These are not abstract possibilities for Lincolnshire — they are the metrics a trust with this county's geography and demographic profile has strong structural reasons to pursue. Local commissioners, patient groups, or trust board members seeking to understand whether such gains are being tracked would be looking for pre- and post-redesign DNA rates, staff navigation-assist time, and patient-reported confidence on first visits. That data may exist internally; it has not yet entered the public domain.
Design as the first act of care
The reframe is simple, and harder than it sounds: writing an appointment letter is a clinical decision. So is choosing where to place a sign, and which backup to offer when neither works. These are not administrative tasks that happen to affect patients — they are moments at which care either begins or breaks down, disguised as paperwork and corridor furniture.

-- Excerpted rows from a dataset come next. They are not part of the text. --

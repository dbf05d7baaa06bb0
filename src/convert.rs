// src/convert.rs
//! glam <-> nalgebra conversions at the boundary between the scene side and rapier.

use glam::{Mat4, Quat, Vec3};
use nalgebra::{Isometry3, Quaternion, Translation3, UnitQuaternion, Vector3};
use rapier3d::prelude::{Point, Real};

#[inline(always)]
pub fn to_vector(v: Vec3) -> Vector3<Real> {
    Vector3::new(v.x as Real, v.y as Real, v.z as Real)
}

#[inline(always)]
pub fn to_point(v: Vec3) -> Point<Real> {
    Point::new(v.x as Real, v.y as Real, v.z as Real)
}

#[inline(always)]
pub fn from_vector(v: &Vector3<Real>) -> Vec3 {
    Vec3::new(v.x as f32, v.y as f32, v.z as f32)
}

#[inline(always)]
pub fn to_rotation(q: Quat) -> UnitQuaternion<Real> {
    UnitQuaternion::new_normalize(Quaternion::new(
        q.w as Real,
        q.x as Real,
        q.y as Real,
        q.z as Real,
    ))
}

#[inline(always)]
pub fn from_rotation(q: &UnitQuaternion<Real>) -> Quat {
    Quat::from_xyzw(q.i as f32, q.j as f32, q.k as f32, q.w as f32)
}

#[inline(always)]
pub fn to_isometry(translation: Vec3, rotation: Quat) -> Isometry3<Real> {
    Isometry3::from_parts(
        Translation3::new(
            translation.x as Real,
            translation.y as Real,
            translation.z as Real,
        ),
        to_rotation(rotation),
    )
}

/// Rigid part of a world matrix. Scale is discarded; rapier poses carry none.
pub fn mat4_to_isometry(m: &Mat4) -> Isometry3<Real> {
    let (_scale, rotation, translation) = m.to_scale_rotation_translation();
    to_isometry(translation, rotation)
}

pub fn isometry_to_mat4(iso: &Isometry3<Real>) -> Mat4 {
    Mat4::from_rotation_translation(
        from_rotation(&iso.rotation),
        from_vector(&iso.translation.vector),
    )
}
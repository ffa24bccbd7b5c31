// crates/core/src/error.rs
use thiserror::Error;

/// Errors that can occur when validating a catalog project
#[derive(Debug, Error, PartialEq, Eq)]
pub enum CatalogError {
    #[error("Project {project_id} has no sub-tasks")]
    NoTasks { project_id: String },

    #[error("Sub-task weights for project {project_id} sum to {total}, expected 100")]
    WeightSum { project_id: String, total: u32 },
}
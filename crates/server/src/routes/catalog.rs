// crates/server/src/routes/catalog.rs
//! GET /api/catalog - the project and sub-tasks every new job generates.

use std::sync::Arc;

use asset_progress_core::Project;
use axum::{extract::State, routing::get, Json, Router};

use crate::state::AppState;

async fn get_catalog(State(state): State<Arc<AppState>>) -> Json<Project> {
    Json(state.catalog.clone())
}

pub fn router() -> Router<Arc<AppState>> {
    Router::new().route("/catalog", get(get_catalog))
}
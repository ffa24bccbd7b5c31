// crates/core/src/progress.rs
//! Progress wire types pushed to subscribers over SSE.
//!
//! Every event carries an *absolute* progress value, so a consumer that missed
//! an event re-synchronises on the next one it receives.

use std::fmt;

use serde::de::{self, Visitor};
use serde::{Deserialize, Deserializer, Serialize, Serializer};

/// Identifier of a tracked generation job.
pub type JobId = String;

/// Literal sent in place of a percentage once a job has finished.
pub const COMPLETED_MARKER: &str = "completed";

/// Progress of a job as seen by subscribers.
///
/// Serializes as a bare integer (`42`) or the string `"completed"`.
#[derive(Debug, Clone, Copy, PartialEq, Eq)]
pub enum Progress {
    Percent(u8),
    Completed,
}

impl Progress {
    pub fn is_terminal(&self) -> bool {
        matches!(self, Progress::Completed)
    }

    /// Percentage value, treating completion as 100.
    pub fn percent(&self) -> u8 {
        match self {
            Progress::Percent(p) => *p,
            Progress::Completed => 100,
        }
    }
}

impl Serialize for Progress {
    fn serialize<S: Serializer>(&self, serializer: S) -> Result<S::Ok, S::Error> {
        match self {
            Progress::Percent(p) => serializer.serialize_u8(*p),
            Progress::Completed => serializer.serialize_str(COMPLETED_MARKER),
        }
    }
}

impl<'de> Deserialize<'de> for Progress {
    fn deserialize<D: Deserializer<'de>>(deserializer: D) -> Result<Self, D::Error> {
        struct ProgressVisitor;

        impl Visitor<'_> for ProgressVisitor {
            type Value = Progress;

            fn expecting(&self, f: &mut fmt::Formatter) -> fmt::Result {
                write!(f, "an integer between 0 and 100 or \"{COMPLETED_MARKER}\"")
            }

            fn visit_u64<E: de::Error>(self, v: u64) -> Result<Progress, E> {
                match u8::try_from(v) {
                    Ok(p) if p <= 100 => Ok(Progress::Percent(p)),
                    _ => Err(E::invalid_value(de::Unexpected::Unsigned(v), &self)),
                }
            }

            fn visit_i64<E: de::Error>(self, v: i64) -> Result<Progress, E> {
                match u64::try_from(v) {
                    Ok(v) => self.visit_u64(v),
                    Err(_) => Err(E::invalid_value(de::Unexpected::Signed(v), &self)),
                }
            }

            fn visit_str<E: de::Error>(self, v: &str) -> Result<Progress, E> {
                if v == COMPLETED_MARKER {
                    Ok(Progress::Completed)
                } else {
                    Err(E::invalid_value(de::Unexpected::Str(v), &self))
                }
            }
        }

        deserializer.deserialize_any(ProgressVisitor)
    }
}

/// One progress event for one job: `{ "jobID": "...", "progress": 40 }`.
#[derive(Debug, Clone, PartialEq, Eq, Serialize, Deserialize)]
pub struct ProgressEvent {
    #[serde(rename = "jobID")]
    pub job_id: JobId,
    pub progress: Progress,
}

impl ProgressEvent {
    pub fn percent(job_id: impl Into<JobId>, percent: u8) -> Self {
        Self {
            job_id: job_id.into(),
            progress: Progress::Percent(percent),
        }
    }

    pub fn completed(job_id: impl Into<JobId>) -> Self {
        Self {
            job_id: job_id.into(),
            progress: Progress::Completed,
        }
    }

    pub fn is_terminal(&self) -> bool {
        self.progress.is_terminal()
    }
}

Treating them as design problems changes the institutional posture. Design problems get tested; their outcomes get measured; when they fail, they are iterated. A letter that a significant proportion of patients never receives is not a template requiring a cosmetic refresh — it is a clinical pathway with a documented fault rate.
For a county where the nearest district general hospital may be an hour away by bus, the stakes of that failure are not abstract. The question of whether the person on the Sleaford-to-Boston service arrives at Pilgrim Hospital knowing exactly where to go is a wayfinding question, yes. It is also a clinical one: a patient who arrives late and disoriented may not be in any condition to absorb what they hear next.
The available evidence for what works — layered communication channels, plain language, proactive contact for those least likely to respond to paper — already exists. The institutional question, for Lincolnshire's trusts as for any, is whether these tools are applied as deliberate policy or left to accumulate as one-off local improvements.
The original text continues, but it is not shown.